In the present embodiment, the coolant inflow passage 5 is provided at a height halfway up and down at the exhaust side end of the leak passage 12. Therefore, at the exhaust side end of the leak passage 12, a horizontal auxiliary horizontal partition wall 36 located below the horizontal partition wall 33 and a first and second auxiliary horizontal partition wall 36 separated in the circumferential direction with the auxiliary horizontal partition wall 36 interposed therebetween. Vertical partition walls 37 and 38 are provided to form a distribution space 39 communicating with the coolant inflow passage 5.

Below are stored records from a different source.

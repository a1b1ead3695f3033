//! Port contracts for the task tracker.
//!
//! Ports define infrastructure-agnostic interfaces used by task services.

pub mod remote_table;

pub use remote_table::{RemoteTable, RemoteTableError, RemoteTableResult, TransientKind};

The first vertically long partition wall 37 forming the outside of the leak passage 12 extends from the auxiliary horizontal partition wall 36 to the upper end of the partition wall member 8, and the second vertically long partition wall 38 located inside extends from the horizontal partition wall 33 to the partition wall. It extends to the lower end of the member 8. Therefore, the leak passage 12 and the main passage 13 are separated by a stepped wall. In this embodiment, the entrance side partition wall according to claim 2 is formed by a group of the exhaust side end portion 33a of the horizontal partition wall 33, the auxiliary horizontal partition wall 36, and the first and second vertically elongated partition walls 37 and 38. Is configured.

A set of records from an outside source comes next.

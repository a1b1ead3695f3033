//! The in-memory task table and its ordering rules.

use super::{Cell, MoveDirection, RawTable, ReorderError, Task, TaskId, schema};
use std::{cmp::Reverse, collections::HashSet};

/// Ordered collection of every task in a worksheet.
///
/// Row order is preserved from the worksheet and new tasks are appended.
/// Display order for incomplete tasks comes from the sort rank, with row
/// order breaking ties.
#[derive(Debug, Clone, PartialEq, Eq, Default)]
pub struct TaskTable {
    tasks: Vec<Task>,
}

impl TaskTable {
    /// Creates an empty table.
    #[must_use]
    pub fn new() -> Self {
        Self::default()
    }

    /// Creates a table from tasks in row order.
    #[must_use]
    pub fn from_tasks(tasks: impl IntoIterator<Item = Task>) -> Self {
        Self {
            tasks: tasks.into_iter().collect(),
        }
    }

    /// Returns all tasks in row order.
    #[must_use]
    pub fn tasks(&self) -> &[Task] {
        &self.tasks
    }

    /// Returns the number of tasks.
    #[must_use]
    pub const fn len(&self) -> usize {
        self.tasks.len()
    }

    /// Returns `true` when the table holds no tasks.
    #[must_use]
    pub const fn is_empty(&self) -> bool {
        self.tasks.is_empty()
    }

    /// Finds a task by identifier.
    #[must_use]
    pub fn get(&self, id: &TaskId) -> Option<&Task> {
        self.tasks.iter().find(|task| task.id() == id)
    }

    /// Returns `true` when a task with the identifier exists.
    #[must_use]
    pub fn contains(&self, id: &TaskId) -> bool {
        self.get(id).is_some()
    }

    pub(crate) fn get_mut(&mut self, id: &TaskId) -> Option<&mut Task> {
        self.tasks.iter_mut().find(|task| task.id() == id)
    }

    pub(crate) fn tasks_mut(&mut self) -> impl Iterator<Item = &mut Task> {
        self.tasks.iter_mut()
    }

    /// Appends a task as the last row.
    pub fn push(&mut self, task: Task) {
        self.tasks.push(task);
    }

    /// Removes a task, returning it when it existed.
    pub fn remove(&mut self, id: &TaskId) -> Option<Task> {
        let position = self.tasks.iter().position(|task| task.id() == id)?;
        Some(self.tasks.remove(position))
    }

    /// Returns the highest sort rank in the table, or zero when empty.
    #[must_use]
    pub fn max_sort_rank(&self) -> i64 {
        self.tasks.iter().map(Task::sort_rank).max().unwrap_or(0)
    }

    /// Returns incomplete tasks, highest rank first.
    #[must_use]
    pub fn active(&self) -> Vec<&Task> {
        self.active_positions()
            .into_iter()
            .filter_map(|position| self.tasks.get(position))
            .collect()
    }

    /// Returns completed tasks, most recently completed first.
    ///
    /// Tasks without a completion timestamp fall back to their creation
    /// timestamp.
    #[must_use]
    pub fn history(&self) -> Vec<&Task> {
        let mut completed: Vec<&Task> = self
            .tasks
            .iter()
            .filter(|task| task.is_completed())
            .collect();
        completed.sort_by(|left, right| history_key(right).cmp(history_key(left)));
        completed
    }

    /// Moves an incomplete task one step up or down the active list by
    /// swapping ranks with its neighbour.
    ///
    /// When both ranks are equal the upper task is bumped first so the swap
    /// is visible. Returns `None` when the task does not exist and
    /// `Some(false)` when there is no neighbour in that direction or the
    /// task is complete.
    pub fn move_task(&mut self, id: &TaskId, direction: MoveDirection) -> Option<bool> {
        if !self.contains(id) {
            return None;
        }
        let order = self.active_positions();
        let Some(index) = order.iter().position(|position| {
            self.tasks
                .get(*position)
                .is_some_and(|task| task.id() == id)
        }) else {
            return Some(false);
        };
        let neighbour_index = match direction {
            MoveDirection::Up => index.checked_sub(1),
            MoveDirection::Down => index.checked_add(1),
        };
        let neighbour = neighbour_index.and_then(|slot| order.get(slot).copied());
        let (Some(current), Some(other)) = (order.get(index).copied(), neighbour) else {
            return Some(false);
        };
        let (upper, lower) = match direction {
            MoveDirection::Up => (other, current),
            MoveDirection::Down => (current, other),
        };
        Some(self.swap_ranks(upper, lower))
    }

    /// Assigns ranks from an ordering of task identifiers: the first
    /// identifier receives the highest rank.
    ///
    /// Ranks run from the length of `ids` down to 1. The ordering is meant
    /// to list every incomplete task; tasks left out keep their ranks and
    /// may tie with listed ones. Completed tasks may be listed and are
    /// ranked like any other.
    ///
    /// Returns the number of tasks ranked.
    ///
    /// # Errors
    ///
    /// Returns [`ReorderError::UnknownTask`] for the first identifier that
    /// does not exist and [`ReorderError::DuplicateTask`] for the first one
    /// listed twice. No ranks change in either case.
    pub fn reorder(&mut self, ids: &[TaskId]) -> Result<usize, ReorderError> {
        if let Some(missing) = ids.iter().find(|id| !self.contains(id)) {
            return Err(ReorderError::UnknownTask(missing.clone()));
        }
        let mut seen = HashSet::with_capacity(ids.len());
        if let Some(repeated) = ids.iter().find(|id| !seen.insert(*id)) {
            return Err(ReorderError::DuplicateTask(repeated.clone()));
        }
        let count = ids.len();
        for (position, id) in ids.iter().enumerate() {
            let rank = i64::try_from(count.saturating_sub(position)).unwrap_or(i64::MAX);
            if let Some(task) = self.get_mut(id) {
                task.set_sort_rank(rank);
            }
        }
        Ok(count)
    }

    /// Renders the table as worksheet rows in canonical column order.
    #[must_use]
    pub fn to_raw(&self) -> RawTable {
        self.tasks.iter().fold(RawTable::new(schema::COLUMNS), |raw, task| {
            raw.with_row(vec![
                Cell::text(task.id().as_str()),
                Cell::text(task.text()),
                Cell::text(task.priority().as_str()),
                Cell::Bool(task.is_completed()),
                Cell::text(task.created_at()),
                task.completed_at().map_or(Cell::Empty, Cell::text),
                Cell::Bool(task.was_auto_promoted()),
                Cell::Int(task.sort_rank()),
            ])
        })
    }

    fn active_positions(&self) -> Vec<usize> {
        let mut positions: Vec<usize> = self
            .tasks
            .iter()
            .enumerate()
            .filter(|(_, task)| !task.is_completed())
            .map(|(position, _)| position)
            .collect();
        positions.sort_by_key(|position| {
            Reverse(self.tasks.get(*position).map_or(i64::MIN, Task::sort_rank))
        });
        positions
    }

    fn swap_ranks(&mut self, upper: usize, lower: usize) -> bool {
        let (Some(upper_rank), Some(lower_rank)) = (
            self.tasks.get(upper).map(Task::sort_rank),
            self.tasks.get(lower).map(Task::sort_rank),
        ) else {
            return false;
        };
        let bumped_upper = if upper_rank == lower_rank {
            upper_rank.saturating_add(1)
        } else {
            upper_rank
        };
        if let Some(task) = self.tasks.get_mut(upper) {
            task.set_sort_rank(lower_rank);
        }
        if let Some(task) = self.tasks.get_mut(lower) {
            task.set_sort_rank(bumped_upper);
        }
        true
    }
}

fn history_key(task: &Task) -> &str {
    task.completed_at().unwrap_or_else(|| task.created_at())
}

The horizontal and the exhaust side end portion 33a and the auxiliary horizontal partition wall 36 of the partition wall 33, and open upper and lower valve hole 40 and 41 in a concentric state, as shown in Figure 8, the valve body 20 is in the vertical By selectively closing the valve holes 40 and 41, the coolant selectively flows into the leak passage 12 and the main passage 13. That is, in a state in which closes the upper vent hole 41 in the valve body 20, the cooling liquid flows in the leak path 12 through the upper valve hole 40, in a state that closes the upper vent hole 40 in the valve body 20, the cooling fluid Flows into the main passage 13 through the lower valve hole 41. It is the same as before toward the cylinder head 14 after flowing through the coolant jacket 4.

In this embodiment, the inner surface of the rie click passage 12 because it is covered by the side plate 9, can be prevented accurately the cylinder block 1 at a point leak passage 12 is excessively cooled.

The thermo valve 17 is basically the same as in the first embodiment , and the valve body 20 is attached to the slide shaft 42 provided in the temperature sensing portion 19. The temperature sensitive portion 19 is fixed to the support portion 8c formed on the partition wall member 8. Therefore, the partition member 8 and the valve device 17 are unitized into one. Therefore, by fitting the partition wall member 8 into the coolant jacket 4 from above, the valve device 17 is set, and the leak passage 12 and the main passage 13 are formed.

In the embodiments shown in FIGS. 7 and 8, the second vertically elongated partition wall 38 was extended to the bottom surface of the coolant jacket 4, but as shown in FIG. 9 as the eighth embodiment, the second vertically elongated partition wall 38 and the coolant jacket A certain distance of dimension E may be provided between the bottom surface of 4 and the bottom surface of 4. With this configuration, the lower portion of the leak passage 12 becomes the front portion 13'of the main passage 13, and the coolant flows around the entire circumference of the coolant jacket 4 in a state where the engine temperature is high. Therefore, it is suitable for uniform cooling of the cylinder block 1.

(5). Reference example (Fig. 10)
In the reference example shown in FIG. 10, similarly to the seventh embodiment, the leak passage 12 is divided into upper and lower parts by the horizontal partition wall 33, and the auxiliary horizontal partition wall 36 and the first and second vertically elongated partition walls 37 and 38 are separated. It is provided to form a distribution space 39 that communicates with the coolant inflow passage 5. Further, in this embodiment, a third vertically elongated partition wall 43 connected to the lower surface of the horizontal partition wall 33 is formed inside the distribution space 39, and the auxiliary horizontal partition wall 36 is extended to the third vertically elongated partition wall 43. Therefore, the auxiliary distribution space 44 is formed.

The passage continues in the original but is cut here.